Stored data

──────────

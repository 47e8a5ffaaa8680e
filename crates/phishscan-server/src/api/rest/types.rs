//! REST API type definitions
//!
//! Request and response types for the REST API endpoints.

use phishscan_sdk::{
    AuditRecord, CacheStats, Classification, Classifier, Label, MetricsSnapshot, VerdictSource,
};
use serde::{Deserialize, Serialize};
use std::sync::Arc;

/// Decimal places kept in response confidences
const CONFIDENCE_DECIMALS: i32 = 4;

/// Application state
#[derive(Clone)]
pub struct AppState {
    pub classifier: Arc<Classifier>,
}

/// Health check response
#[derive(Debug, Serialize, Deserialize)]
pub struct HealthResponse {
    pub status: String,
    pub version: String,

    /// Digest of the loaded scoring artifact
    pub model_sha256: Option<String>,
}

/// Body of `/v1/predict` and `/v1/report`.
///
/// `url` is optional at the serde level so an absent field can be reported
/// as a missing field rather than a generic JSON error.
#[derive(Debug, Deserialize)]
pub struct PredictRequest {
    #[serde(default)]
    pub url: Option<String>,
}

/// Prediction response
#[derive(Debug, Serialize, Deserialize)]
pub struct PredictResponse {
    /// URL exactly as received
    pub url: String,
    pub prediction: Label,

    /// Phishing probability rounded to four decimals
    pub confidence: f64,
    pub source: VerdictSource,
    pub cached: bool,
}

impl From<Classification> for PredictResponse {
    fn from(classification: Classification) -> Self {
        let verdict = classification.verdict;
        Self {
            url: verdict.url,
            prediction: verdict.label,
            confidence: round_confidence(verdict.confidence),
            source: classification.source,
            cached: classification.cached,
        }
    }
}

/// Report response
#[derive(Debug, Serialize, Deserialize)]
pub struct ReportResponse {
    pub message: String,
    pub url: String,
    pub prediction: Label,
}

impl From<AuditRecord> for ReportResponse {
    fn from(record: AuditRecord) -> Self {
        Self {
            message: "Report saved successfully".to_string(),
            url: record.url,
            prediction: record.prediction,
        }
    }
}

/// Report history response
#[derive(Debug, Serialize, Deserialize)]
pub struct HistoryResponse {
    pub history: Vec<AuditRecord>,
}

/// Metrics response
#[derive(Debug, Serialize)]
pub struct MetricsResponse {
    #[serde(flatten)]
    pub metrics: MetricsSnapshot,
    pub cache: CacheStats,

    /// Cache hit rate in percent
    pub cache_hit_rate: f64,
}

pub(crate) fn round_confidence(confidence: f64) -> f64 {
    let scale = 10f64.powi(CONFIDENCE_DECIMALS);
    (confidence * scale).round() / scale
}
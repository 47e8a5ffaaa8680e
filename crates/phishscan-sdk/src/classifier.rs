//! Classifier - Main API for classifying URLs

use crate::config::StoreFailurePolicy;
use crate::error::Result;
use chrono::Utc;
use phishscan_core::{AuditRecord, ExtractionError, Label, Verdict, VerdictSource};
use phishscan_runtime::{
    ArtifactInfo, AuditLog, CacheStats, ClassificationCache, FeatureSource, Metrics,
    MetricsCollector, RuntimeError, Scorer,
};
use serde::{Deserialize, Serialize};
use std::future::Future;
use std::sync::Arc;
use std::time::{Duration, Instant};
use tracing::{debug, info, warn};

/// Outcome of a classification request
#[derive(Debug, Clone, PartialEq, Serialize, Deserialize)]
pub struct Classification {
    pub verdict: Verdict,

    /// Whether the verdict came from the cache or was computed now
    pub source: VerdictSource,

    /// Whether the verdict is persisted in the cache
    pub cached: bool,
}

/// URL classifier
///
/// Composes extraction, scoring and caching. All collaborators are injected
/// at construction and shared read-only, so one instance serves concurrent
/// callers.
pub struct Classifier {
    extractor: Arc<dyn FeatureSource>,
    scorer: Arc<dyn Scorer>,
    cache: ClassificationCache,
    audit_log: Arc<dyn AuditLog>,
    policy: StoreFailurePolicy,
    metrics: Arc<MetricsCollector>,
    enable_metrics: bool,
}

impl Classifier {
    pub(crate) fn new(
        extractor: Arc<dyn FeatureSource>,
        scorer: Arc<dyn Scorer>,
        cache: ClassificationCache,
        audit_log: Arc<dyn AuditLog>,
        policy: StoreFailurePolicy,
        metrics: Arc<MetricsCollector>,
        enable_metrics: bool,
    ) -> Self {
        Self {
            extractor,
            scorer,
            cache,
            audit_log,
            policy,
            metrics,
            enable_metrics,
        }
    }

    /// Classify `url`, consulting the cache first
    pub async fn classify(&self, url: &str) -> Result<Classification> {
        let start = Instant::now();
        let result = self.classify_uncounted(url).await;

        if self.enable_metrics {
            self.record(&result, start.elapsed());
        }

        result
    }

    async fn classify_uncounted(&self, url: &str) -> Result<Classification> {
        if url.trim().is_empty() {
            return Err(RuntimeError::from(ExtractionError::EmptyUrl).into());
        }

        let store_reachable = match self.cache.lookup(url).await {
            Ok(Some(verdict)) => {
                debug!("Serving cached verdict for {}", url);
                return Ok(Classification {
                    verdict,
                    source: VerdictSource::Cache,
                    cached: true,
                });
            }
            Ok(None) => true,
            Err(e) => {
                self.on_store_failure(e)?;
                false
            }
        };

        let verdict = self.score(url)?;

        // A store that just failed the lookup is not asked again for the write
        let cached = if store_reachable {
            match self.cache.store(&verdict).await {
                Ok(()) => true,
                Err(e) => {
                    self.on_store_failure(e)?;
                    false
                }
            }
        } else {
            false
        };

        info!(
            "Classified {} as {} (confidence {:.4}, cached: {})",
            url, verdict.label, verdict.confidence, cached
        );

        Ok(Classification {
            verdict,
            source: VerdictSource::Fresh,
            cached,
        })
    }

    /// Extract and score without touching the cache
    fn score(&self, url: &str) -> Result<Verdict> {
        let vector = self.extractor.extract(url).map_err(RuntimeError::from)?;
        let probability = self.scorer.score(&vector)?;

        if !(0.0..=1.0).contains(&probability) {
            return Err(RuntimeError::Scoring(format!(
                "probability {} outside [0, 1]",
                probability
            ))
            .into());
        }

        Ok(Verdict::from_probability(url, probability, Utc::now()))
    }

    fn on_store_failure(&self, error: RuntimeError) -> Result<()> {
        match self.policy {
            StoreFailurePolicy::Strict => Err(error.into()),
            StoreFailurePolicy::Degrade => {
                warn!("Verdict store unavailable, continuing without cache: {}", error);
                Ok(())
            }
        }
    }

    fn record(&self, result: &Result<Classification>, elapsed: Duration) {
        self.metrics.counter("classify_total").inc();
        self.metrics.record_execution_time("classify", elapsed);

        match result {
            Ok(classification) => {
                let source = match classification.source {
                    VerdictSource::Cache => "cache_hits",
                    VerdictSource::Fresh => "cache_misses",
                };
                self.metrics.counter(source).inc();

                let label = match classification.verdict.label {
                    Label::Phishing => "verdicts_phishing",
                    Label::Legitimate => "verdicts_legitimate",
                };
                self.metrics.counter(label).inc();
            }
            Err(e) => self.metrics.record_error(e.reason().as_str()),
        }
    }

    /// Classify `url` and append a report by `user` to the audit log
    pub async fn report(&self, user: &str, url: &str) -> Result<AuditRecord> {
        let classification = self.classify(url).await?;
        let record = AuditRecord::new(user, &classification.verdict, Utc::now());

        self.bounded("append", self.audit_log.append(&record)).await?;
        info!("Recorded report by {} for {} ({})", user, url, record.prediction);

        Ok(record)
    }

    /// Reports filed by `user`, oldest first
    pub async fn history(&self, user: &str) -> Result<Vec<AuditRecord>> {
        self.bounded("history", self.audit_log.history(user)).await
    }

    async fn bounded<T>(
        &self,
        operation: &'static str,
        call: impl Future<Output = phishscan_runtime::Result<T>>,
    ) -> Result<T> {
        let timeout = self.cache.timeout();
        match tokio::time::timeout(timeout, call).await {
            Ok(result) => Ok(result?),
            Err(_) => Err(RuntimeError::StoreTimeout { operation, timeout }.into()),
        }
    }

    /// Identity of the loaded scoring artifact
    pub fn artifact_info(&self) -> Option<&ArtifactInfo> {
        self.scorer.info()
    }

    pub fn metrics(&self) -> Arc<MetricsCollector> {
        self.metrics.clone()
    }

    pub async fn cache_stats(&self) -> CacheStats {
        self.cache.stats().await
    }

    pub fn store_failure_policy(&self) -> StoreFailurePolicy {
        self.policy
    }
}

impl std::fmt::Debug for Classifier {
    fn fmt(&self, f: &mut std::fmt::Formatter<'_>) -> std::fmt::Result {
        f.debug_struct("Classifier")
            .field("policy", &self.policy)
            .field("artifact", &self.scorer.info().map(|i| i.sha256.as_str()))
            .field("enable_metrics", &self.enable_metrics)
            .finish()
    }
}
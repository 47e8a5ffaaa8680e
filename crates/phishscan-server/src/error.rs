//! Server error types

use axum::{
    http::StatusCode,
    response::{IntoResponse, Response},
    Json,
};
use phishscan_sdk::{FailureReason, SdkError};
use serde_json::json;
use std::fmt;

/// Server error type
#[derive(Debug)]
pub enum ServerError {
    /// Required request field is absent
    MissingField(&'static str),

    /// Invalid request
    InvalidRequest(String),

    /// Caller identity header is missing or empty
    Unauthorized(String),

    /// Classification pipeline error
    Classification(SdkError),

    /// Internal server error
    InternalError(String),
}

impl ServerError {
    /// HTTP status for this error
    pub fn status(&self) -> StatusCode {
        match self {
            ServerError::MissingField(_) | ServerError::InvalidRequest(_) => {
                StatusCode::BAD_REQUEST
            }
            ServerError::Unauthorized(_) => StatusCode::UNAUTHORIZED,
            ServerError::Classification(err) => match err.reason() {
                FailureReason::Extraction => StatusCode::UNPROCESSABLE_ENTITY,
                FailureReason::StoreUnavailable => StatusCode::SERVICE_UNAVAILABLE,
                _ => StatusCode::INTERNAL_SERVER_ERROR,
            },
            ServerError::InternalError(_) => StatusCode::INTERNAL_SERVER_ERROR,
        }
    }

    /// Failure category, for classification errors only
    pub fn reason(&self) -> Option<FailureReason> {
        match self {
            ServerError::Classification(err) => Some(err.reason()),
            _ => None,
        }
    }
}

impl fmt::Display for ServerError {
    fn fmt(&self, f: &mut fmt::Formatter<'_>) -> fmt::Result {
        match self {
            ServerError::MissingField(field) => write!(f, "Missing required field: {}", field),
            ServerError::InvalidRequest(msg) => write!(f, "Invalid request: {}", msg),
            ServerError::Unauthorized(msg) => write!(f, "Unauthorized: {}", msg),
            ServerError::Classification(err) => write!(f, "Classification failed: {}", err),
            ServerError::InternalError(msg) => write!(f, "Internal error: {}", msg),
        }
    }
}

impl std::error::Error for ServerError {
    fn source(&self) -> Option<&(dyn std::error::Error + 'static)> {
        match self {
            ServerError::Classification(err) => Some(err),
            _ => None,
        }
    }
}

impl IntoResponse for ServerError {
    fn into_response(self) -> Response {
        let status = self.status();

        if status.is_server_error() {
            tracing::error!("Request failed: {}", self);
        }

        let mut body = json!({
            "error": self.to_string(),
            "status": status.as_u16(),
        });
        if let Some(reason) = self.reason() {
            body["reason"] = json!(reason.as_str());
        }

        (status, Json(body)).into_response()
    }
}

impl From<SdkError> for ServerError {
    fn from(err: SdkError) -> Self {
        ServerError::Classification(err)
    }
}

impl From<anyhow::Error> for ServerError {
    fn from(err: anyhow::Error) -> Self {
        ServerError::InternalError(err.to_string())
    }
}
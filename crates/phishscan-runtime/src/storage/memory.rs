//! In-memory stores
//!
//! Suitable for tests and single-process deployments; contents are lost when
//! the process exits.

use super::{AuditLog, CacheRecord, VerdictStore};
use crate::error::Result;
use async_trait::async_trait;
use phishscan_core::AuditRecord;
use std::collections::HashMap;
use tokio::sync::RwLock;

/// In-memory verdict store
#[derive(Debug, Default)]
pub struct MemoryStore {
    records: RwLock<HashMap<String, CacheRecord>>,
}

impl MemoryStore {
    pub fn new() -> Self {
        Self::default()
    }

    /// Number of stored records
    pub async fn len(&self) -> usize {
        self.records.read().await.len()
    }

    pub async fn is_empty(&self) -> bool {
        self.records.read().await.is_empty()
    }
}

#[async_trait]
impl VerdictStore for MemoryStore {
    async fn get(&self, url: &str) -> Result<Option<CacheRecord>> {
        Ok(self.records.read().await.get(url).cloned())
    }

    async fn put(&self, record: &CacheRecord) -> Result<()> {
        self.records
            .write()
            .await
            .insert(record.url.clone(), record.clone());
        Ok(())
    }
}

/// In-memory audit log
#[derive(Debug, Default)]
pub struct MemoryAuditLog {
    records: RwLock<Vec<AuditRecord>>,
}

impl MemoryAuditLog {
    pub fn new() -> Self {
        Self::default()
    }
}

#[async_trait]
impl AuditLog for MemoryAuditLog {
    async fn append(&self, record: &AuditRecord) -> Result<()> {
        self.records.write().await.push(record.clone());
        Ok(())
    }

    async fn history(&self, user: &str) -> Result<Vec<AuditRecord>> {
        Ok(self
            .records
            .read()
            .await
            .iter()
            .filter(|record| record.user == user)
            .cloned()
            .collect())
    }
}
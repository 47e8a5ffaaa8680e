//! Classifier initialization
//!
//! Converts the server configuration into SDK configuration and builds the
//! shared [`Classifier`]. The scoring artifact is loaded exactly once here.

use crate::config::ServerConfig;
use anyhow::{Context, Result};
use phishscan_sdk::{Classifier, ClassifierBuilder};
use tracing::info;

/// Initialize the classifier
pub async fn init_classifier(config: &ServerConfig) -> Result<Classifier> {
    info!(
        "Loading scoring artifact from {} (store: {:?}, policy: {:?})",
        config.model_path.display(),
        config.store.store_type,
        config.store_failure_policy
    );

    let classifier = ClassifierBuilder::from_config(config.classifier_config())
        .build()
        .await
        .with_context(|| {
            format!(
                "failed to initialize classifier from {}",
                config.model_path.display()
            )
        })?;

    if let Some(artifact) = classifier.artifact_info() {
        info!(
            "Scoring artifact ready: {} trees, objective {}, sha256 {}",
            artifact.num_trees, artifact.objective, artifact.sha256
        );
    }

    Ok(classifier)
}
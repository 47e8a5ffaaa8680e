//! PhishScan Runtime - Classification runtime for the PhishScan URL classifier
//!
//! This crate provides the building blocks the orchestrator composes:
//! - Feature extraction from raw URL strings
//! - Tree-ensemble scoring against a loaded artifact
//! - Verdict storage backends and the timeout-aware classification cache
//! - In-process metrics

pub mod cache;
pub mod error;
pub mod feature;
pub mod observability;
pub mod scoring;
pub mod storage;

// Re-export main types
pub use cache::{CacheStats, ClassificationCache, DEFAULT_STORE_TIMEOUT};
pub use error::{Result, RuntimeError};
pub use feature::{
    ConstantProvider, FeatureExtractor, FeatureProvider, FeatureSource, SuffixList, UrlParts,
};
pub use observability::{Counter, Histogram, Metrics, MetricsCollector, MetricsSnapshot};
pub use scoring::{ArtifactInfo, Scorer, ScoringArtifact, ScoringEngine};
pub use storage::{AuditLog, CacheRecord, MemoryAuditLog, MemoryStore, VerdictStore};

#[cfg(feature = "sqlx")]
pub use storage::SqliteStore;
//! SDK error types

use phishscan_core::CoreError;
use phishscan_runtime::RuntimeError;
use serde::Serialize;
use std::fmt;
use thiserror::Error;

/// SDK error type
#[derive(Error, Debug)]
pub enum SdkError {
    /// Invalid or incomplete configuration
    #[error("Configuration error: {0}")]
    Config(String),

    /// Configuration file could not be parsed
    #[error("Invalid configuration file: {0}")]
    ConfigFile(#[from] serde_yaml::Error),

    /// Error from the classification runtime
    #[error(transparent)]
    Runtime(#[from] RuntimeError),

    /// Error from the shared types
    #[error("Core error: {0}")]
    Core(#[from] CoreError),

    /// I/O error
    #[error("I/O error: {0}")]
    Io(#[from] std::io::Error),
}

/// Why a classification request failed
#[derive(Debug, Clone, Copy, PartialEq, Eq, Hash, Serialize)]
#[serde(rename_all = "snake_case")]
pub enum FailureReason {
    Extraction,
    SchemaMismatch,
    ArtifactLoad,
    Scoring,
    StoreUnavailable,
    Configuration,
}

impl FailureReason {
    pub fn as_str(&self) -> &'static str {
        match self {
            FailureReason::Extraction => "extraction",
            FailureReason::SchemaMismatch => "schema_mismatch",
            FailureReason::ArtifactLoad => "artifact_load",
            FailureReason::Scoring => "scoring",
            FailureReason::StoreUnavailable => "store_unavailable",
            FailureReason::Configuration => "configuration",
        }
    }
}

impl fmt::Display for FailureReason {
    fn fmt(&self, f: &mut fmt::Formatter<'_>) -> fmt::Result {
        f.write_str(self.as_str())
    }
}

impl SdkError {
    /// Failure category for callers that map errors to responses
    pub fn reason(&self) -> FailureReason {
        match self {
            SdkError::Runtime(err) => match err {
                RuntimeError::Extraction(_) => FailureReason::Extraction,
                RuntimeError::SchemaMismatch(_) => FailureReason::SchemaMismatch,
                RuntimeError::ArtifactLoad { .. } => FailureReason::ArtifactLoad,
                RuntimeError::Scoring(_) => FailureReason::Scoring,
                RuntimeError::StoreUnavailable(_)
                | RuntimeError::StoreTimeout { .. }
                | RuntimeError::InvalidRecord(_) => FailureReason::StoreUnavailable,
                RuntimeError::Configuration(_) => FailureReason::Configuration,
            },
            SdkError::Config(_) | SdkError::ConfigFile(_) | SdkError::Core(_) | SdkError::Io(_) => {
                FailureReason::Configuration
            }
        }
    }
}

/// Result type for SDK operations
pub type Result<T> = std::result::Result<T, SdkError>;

──────────

▶ Directions for this task
Nothing but the lines from the first line of the data through the line with "impl From<Classification> for" should be returned, exactly as they appear, both ends included.

▶ Response box
repository 47e8a5ffaaa8680e
filename crates/phishscan-server/src/api/rest/types.rs
//! REST API type definitions
//!
//! Request and response types for the REST API endpoints.

use phishscan_sdk::{
    AuditRecord, CacheStats, Classification, Classifier, Label, MetricsSnapshot, VerdictSource,
};
use serde::{Deserialize, Serialize};
use std::sync::Arc;

/// Decimal places kept in response confidences
const CONFIDENCE_DECIMALS: i32 = 4;

/// Application state
#[derive(Clone)]
pub struct AppState {
    pub classifier: Arc<Classifier>,
}

/// Health check response
#[derive(Debug, Serialize, Deserialize)]
pub struct HealthResponse {
    pub status: String,
    pub version: String,

    /// Digest of the loaded scoring artifact
    pub model_sha256: Option<String>,
}

/// Body of `/v1/predict` and `/v1/report`.
///
/// `url` is optional at the serde level so an absent field can be reported
/// as a missing field rather than a generic JSON error.
#[derive(Debug, Deserialize)]
pub struct PredictRequest {
    #[serde(default)]
    pub url: Option<String>,
}

/// Prediction response
#[derive(Debug, Serialize, Deserialize)]
pub struct PredictResponse {
    /// URL exactly as received
    pub url: String,
    pub prediction: Label,

    /// Phishing probability rounded to four decimals
    pub confidence: f64,
    pub source: VerdictSource,
    pub cached: bool,
}

impl From<Classification> for PredictResponse {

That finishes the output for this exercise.